## [What is required]
What lines of the data include the string "concurrent"? Copy them all.

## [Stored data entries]
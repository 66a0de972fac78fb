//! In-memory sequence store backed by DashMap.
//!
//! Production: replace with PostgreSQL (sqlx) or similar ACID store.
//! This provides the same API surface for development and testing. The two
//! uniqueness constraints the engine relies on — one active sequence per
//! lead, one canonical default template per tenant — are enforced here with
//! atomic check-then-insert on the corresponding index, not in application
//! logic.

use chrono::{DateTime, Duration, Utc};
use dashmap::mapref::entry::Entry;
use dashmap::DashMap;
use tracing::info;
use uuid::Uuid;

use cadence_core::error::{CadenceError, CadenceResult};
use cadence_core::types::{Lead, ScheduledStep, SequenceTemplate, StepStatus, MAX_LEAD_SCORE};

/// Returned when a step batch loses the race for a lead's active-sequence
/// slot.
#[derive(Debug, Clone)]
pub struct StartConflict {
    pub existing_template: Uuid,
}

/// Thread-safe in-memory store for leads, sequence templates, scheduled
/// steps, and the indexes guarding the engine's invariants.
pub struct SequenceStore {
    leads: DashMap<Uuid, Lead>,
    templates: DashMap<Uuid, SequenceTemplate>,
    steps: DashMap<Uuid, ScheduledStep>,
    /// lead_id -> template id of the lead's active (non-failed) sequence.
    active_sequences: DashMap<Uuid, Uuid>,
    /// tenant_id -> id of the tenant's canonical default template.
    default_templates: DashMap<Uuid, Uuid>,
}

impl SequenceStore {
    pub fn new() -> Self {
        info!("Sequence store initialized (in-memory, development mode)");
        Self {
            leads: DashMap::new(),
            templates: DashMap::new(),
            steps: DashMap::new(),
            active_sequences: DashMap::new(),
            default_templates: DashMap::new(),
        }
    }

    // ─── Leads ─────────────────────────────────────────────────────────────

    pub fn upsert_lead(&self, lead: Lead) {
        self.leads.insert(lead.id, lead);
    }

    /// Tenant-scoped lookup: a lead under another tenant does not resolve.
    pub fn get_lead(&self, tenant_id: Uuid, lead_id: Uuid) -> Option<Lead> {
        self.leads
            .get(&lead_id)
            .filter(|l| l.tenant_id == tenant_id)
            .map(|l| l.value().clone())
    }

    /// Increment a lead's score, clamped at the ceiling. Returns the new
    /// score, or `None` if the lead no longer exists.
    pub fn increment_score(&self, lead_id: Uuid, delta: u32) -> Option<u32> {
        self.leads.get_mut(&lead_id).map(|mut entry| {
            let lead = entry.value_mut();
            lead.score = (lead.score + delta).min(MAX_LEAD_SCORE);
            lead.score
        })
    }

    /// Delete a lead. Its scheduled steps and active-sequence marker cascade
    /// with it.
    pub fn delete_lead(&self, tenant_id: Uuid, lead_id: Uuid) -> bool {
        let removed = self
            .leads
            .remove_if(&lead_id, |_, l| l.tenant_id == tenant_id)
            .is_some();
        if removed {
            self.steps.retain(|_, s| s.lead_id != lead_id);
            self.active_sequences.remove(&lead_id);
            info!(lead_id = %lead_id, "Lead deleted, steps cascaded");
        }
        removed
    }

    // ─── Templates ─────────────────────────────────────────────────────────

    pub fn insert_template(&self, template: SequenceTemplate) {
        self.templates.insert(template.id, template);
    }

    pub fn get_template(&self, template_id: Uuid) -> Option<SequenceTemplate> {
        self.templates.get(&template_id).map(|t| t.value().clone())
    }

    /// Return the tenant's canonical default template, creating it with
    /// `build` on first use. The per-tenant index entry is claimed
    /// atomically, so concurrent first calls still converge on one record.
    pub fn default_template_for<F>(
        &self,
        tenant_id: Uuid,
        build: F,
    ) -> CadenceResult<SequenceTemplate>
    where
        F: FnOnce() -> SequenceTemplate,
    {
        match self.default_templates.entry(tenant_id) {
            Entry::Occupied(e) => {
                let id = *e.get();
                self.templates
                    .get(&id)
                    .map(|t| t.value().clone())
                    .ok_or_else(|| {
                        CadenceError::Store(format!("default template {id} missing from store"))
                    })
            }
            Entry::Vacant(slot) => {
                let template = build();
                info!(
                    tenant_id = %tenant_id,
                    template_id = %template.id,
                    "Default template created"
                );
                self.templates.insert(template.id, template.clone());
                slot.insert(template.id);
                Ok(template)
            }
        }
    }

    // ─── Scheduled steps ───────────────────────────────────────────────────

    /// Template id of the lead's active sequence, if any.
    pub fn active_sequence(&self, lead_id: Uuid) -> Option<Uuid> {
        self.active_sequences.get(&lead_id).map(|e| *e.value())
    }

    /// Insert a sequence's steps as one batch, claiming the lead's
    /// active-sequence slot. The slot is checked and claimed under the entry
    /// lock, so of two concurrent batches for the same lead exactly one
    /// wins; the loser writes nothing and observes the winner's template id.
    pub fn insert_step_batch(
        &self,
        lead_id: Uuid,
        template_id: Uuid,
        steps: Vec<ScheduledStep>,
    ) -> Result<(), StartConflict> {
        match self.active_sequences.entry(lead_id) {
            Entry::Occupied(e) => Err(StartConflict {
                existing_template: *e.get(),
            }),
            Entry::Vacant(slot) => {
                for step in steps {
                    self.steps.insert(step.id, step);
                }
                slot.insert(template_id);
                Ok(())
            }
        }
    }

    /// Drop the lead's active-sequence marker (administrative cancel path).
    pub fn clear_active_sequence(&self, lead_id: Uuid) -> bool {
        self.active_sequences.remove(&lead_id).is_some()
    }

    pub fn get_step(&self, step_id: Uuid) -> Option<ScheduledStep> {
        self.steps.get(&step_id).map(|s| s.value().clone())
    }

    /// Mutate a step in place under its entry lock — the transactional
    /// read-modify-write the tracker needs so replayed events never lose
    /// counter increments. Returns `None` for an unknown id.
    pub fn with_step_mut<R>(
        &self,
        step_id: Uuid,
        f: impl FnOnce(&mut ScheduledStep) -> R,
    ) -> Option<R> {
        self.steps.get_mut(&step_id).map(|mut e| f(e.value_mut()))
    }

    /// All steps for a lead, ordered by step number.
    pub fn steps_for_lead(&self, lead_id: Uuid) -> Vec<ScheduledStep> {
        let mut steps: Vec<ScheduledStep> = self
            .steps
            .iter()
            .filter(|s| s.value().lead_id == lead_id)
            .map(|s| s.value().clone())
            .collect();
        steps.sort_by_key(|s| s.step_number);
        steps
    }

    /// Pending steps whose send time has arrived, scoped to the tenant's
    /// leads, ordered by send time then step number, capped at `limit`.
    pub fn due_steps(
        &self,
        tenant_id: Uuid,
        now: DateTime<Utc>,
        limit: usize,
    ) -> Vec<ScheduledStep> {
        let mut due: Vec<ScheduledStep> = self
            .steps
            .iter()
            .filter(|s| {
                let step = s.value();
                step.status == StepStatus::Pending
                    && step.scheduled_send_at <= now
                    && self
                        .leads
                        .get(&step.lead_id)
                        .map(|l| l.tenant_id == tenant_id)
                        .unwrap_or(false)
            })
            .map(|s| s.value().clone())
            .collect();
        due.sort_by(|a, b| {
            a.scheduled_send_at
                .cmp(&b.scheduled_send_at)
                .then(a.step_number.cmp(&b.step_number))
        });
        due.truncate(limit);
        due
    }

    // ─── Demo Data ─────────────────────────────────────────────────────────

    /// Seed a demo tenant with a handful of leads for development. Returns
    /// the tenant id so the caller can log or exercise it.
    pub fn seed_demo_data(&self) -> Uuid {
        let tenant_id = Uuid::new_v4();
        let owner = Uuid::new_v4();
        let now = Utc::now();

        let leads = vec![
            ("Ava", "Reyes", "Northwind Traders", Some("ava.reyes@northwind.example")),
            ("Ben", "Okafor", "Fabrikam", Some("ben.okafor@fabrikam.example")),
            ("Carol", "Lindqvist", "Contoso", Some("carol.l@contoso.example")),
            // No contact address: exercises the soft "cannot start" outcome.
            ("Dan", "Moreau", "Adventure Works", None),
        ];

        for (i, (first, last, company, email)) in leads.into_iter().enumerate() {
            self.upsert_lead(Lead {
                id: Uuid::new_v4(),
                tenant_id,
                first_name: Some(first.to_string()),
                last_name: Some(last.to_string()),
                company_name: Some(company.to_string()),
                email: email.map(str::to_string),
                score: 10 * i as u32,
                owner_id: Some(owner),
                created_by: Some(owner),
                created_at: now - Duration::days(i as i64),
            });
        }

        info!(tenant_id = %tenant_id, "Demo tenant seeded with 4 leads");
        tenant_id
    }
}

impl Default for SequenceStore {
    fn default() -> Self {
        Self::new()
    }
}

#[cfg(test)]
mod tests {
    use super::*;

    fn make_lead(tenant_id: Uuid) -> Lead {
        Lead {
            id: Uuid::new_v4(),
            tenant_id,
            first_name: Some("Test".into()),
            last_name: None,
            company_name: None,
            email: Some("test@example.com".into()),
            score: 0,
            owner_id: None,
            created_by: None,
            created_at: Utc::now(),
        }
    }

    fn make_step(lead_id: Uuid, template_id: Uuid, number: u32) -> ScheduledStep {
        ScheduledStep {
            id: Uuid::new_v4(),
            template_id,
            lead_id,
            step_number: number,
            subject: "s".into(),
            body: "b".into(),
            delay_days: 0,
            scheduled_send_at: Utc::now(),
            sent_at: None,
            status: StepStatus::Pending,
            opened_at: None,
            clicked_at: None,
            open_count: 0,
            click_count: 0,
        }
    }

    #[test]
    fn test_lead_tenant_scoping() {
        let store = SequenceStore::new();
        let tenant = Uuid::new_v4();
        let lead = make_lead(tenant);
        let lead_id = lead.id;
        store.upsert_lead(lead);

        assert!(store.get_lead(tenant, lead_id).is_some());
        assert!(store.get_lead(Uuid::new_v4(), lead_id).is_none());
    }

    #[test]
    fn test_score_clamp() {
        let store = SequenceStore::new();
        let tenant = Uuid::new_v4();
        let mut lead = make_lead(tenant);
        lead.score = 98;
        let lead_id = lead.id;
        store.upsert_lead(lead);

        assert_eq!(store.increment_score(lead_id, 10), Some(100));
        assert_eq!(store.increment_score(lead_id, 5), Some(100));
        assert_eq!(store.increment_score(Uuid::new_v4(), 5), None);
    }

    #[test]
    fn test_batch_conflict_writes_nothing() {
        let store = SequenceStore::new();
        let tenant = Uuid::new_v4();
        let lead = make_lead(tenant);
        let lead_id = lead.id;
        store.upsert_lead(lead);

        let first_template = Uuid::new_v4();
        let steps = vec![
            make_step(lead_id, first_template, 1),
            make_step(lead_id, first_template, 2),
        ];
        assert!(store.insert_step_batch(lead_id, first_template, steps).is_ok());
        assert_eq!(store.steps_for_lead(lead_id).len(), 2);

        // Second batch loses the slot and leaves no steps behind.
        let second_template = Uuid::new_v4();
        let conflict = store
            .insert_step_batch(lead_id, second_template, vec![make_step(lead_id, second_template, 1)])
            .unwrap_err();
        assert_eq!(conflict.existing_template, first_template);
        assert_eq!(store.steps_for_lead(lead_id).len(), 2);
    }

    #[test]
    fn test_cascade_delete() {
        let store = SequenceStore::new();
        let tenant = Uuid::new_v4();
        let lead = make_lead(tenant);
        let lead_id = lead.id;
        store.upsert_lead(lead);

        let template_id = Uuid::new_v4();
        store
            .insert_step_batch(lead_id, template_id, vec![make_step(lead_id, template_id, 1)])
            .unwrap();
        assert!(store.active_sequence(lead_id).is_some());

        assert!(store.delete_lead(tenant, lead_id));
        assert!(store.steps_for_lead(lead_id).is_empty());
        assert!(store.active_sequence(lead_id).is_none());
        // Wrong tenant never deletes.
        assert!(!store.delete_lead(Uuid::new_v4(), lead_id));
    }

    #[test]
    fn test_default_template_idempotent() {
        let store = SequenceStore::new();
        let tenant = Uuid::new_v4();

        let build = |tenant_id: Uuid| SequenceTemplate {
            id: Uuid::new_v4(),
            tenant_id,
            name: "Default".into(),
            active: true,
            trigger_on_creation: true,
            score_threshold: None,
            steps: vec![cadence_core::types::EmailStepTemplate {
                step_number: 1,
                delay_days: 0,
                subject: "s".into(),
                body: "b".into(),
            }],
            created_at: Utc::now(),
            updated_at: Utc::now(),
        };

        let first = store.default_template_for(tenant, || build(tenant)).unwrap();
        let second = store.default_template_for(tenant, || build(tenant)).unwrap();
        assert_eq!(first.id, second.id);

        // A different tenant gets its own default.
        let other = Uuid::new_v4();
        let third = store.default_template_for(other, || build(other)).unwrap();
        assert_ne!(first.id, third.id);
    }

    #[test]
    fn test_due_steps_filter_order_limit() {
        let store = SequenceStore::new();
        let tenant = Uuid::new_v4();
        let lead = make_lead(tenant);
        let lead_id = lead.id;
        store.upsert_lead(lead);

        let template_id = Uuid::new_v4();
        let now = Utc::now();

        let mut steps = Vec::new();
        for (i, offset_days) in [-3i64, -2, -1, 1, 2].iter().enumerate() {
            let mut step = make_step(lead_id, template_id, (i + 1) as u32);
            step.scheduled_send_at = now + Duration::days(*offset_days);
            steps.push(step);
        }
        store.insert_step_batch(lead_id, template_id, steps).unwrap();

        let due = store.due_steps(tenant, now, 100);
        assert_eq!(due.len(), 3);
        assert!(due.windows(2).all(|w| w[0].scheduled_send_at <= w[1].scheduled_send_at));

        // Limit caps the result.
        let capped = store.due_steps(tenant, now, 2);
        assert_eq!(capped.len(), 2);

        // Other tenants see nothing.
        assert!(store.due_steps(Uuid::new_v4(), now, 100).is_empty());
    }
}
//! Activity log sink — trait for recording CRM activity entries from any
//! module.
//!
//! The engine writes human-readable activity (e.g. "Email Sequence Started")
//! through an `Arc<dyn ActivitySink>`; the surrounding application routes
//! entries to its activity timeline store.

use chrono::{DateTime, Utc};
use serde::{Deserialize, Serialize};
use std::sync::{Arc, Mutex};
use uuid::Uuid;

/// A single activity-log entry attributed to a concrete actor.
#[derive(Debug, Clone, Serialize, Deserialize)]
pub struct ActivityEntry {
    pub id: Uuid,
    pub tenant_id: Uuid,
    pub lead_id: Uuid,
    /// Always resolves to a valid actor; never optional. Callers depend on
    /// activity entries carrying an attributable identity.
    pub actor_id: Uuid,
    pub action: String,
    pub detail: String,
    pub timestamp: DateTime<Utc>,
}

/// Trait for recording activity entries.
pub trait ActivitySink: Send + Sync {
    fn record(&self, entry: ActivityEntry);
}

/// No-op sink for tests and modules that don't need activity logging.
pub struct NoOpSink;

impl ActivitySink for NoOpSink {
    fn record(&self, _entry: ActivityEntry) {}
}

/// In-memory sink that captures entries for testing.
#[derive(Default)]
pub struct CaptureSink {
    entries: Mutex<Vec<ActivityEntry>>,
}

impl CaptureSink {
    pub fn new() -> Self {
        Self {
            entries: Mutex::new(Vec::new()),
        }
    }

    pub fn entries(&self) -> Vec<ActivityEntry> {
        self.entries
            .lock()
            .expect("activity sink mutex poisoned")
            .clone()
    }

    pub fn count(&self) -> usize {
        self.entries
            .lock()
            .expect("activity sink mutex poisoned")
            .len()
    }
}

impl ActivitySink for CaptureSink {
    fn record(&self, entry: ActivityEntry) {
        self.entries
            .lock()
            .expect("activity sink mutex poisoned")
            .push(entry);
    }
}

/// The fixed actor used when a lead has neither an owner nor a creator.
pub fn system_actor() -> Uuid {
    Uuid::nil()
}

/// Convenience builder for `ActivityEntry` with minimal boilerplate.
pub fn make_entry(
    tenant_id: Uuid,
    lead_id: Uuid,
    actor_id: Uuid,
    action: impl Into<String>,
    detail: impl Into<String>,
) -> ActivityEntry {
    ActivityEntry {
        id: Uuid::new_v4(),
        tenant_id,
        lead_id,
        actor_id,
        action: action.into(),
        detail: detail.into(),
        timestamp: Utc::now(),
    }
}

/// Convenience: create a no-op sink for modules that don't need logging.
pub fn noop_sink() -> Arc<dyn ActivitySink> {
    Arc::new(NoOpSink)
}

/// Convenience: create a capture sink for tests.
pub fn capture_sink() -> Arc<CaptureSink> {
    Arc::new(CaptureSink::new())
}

## [Response below]
    /// atomically, so concurrent first calls still converge on one record.
    /// lock, so of two concurrent batches for the same lead exactly one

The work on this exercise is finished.